Steely Dan was the brainchild of fellow Bard College friends Walter Becker and Donald Fagen. Their pairing and eventual output would become an anomaly in popular music culture. The Steely Dan Albums recorded were loved by millions of music fans, both male and female. Â They were also known as a musicians band as their compositions and performances on the Steely Dan albums were held in the highest regard by musicians. Sadly, in the year 2016, they are often dismissed as irrelevant to today’s internet youth or just too slick for the alternative crowd. To their credit though, Becker and Fagen have done the impossible. Steely Dan has simply ignored everybody in the music industry. Becker and Fagen have followed their own muse. The brilliant writers have refused to cash in on trends. Walter Becker and Donald Fagen have made a decent living and still maintained a level of viability by virtue of catchy hooks and infectious, danceable grooves.

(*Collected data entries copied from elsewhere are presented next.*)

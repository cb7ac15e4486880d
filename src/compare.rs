//! Orderings that drive a [`BinaryHeap`](crate::binary::BinaryHeap)
//!
//! A heap never looks at its elements directly: every decision goes through a
//! [`Compare`] implementation. The element that compares [`Ordering::Less`]
//! than everything else sits at the root.
//!
//! | Ordering | Root holds | Requires |
//! |----------|------------|----------|
//! | [`MinOrder`] | smallest element | `T: Ord` |
//! | [`MaxOrder`] | largest element | `T: Ord` |
//! | [`Direction`] | chosen at runtime | `T: Ord` |
//! | [`FnOrder`] | whatever the closure ranks first | `Fn(&T, &T) -> Ordering` |
//! | [`KeyOrder`] | smallest derived key | `Fn(&T) -> K`, `K: Ord` |

use std::cmp::Ordering;

/// A total order over `T`.
///
/// `compare(a, b)` returns `Less` when `a` belongs closer to the root than `b`.
/// Implementations must be consistent (a total order); the heap makes no
/// attempt to detect an inconsistent comparator.
pub trait Compare<T: ?Sized> {
    fn compare(&self, a: &T, b: &T) -> Ordering;
}

impl<T: ?Sized, C: Compare<T> + ?Sized> Compare<T> for &C {
    fn compare(&self, a: &T, b: &T) -> Ordering {
        (**self).compare(a, b)
    }
}

/// Natural ascending order: a min-heap.
#[derive(Clone, Copy, Default, PartialEq, Eq, Debug)]
pub struct MinOrder;

impl<T: Ord + ?Sized> Compare<T> for MinOrder {
    fn compare(&self, a: &T, b: &T) -> Ordering {
        a.cmp(b)
    }
}

/// Reversed natural order: a max-heap.
#[derive(Clone, Copy, Default, PartialEq, Eq, Debug)]
pub struct MaxOrder;

impl<T: Ord + ?Sized> Compare<T> for MaxOrder {
    fn compare(&self, a: &T, b: &T) -> Ordering {
        b.cmp(a)
    }
}

/// Natural or reversed order, picked when the heap is built.
#[derive(Clone, Copy, Default, PartialEq, Eq, Debug)]
pub enum Direction {
    /// Min-heap.
    #[default]
    Ascending,
    /// Max-heap.
    Descending,
}

impl Direction {
    /// `true` selects a min-heap, `false` a max-heap.
    pub fn from_min_flag(is_min_heap: bool) -> Self {
        if is_min_heap {
            Direction::Ascending
        } else {
            Direction::Descending
        }
    }

    pub fn is_min_heap(self) -> bool {
        self == Direction::Ascending
    }
}

impl<T: Ord + ?Sized> Compare<T> for Direction {
    fn compare(&self, a: &T, b: &T) -> Ordering {
        match self {
            Direction::Ascending => a.cmp(b),
            Direction::Descending => b.cmp(a),
        }
    }
}

/// Orders with a caller-supplied comparison closure.
#[derive(Clone, Copy, Default, PartialEq, Eq, Debug)]
pub struct FnOrder<F>(pub F);

impl<T, F> Compare<T> for FnOrder<F>
where
    F: Fn(&T, &T) -> Ordering,
{
    fn compare(&self, a: &T, b: &T) -> Ordering {
        (self.0)(a, b)
    }
}

/// Orders by a key extracted from each element, smallest key first.
#[derive(Clone, Copy, Default, PartialEq, Eq, Debug)]
pub struct KeyOrder<F>(pub F);

impl<T, K, F> Compare<T> for KeyOrder<F>
where
    F: Fn(&T) -> K,
    K: Ord,
{
    fn compare(&self, a: &T, b: &T) -> Ordering {
        (self.0)(a).cmp(&(self.0)(b))
    }
}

The music on Steely Dan albums sort of seeps into your subconscious and clings tight to your inner ear whether you want to remember it or not. Their non-romantic, cryptic, name-dropping and superbly ironic lyrics induce memories that you did not know you even had. Lead vocalist Donald Fagen’s detached, nasally voice is not pretty, but it is as distinct as M&M’s on white pizza. Fagen’s voice is applied more as an instrument than a focal point on the Steely Dan Albums. Donald Fagen’s vocal performances were always uncluttered, fairly upfront and recorded without any special vocal effects.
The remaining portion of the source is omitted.